(Dataset entries)
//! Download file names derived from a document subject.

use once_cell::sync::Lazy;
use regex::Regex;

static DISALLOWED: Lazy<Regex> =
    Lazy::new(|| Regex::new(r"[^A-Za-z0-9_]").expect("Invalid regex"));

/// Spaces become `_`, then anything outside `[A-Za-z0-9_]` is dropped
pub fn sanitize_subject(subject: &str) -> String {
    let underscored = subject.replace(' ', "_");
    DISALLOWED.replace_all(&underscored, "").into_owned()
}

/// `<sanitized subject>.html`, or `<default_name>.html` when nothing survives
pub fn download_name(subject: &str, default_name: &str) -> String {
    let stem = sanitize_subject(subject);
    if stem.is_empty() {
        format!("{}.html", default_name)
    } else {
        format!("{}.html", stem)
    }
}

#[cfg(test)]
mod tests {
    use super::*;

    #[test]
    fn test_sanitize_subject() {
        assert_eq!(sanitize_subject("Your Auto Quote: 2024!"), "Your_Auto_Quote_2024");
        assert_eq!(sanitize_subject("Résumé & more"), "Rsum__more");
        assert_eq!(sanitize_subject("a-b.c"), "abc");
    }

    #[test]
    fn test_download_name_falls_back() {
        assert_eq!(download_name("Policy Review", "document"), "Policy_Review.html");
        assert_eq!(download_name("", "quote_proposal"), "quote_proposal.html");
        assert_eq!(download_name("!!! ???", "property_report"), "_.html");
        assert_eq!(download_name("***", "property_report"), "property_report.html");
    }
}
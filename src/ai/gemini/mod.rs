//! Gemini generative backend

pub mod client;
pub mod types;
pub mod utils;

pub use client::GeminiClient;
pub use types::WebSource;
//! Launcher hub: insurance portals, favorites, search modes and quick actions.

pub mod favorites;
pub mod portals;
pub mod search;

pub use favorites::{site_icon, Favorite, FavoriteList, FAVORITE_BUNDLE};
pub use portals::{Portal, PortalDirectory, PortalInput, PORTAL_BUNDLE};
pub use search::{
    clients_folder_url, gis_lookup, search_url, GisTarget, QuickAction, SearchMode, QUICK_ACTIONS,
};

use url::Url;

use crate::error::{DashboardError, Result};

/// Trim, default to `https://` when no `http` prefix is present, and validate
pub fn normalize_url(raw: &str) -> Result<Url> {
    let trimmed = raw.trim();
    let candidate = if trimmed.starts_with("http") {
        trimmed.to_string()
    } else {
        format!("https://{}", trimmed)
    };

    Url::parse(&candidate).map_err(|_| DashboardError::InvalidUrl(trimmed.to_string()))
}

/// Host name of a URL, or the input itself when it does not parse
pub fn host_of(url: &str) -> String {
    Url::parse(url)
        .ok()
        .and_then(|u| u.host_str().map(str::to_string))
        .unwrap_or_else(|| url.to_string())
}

→ **Problem to work on**: Determine how many lines in the data include the word "Lazy". Answer with that number alone.

→ **Written response**: 3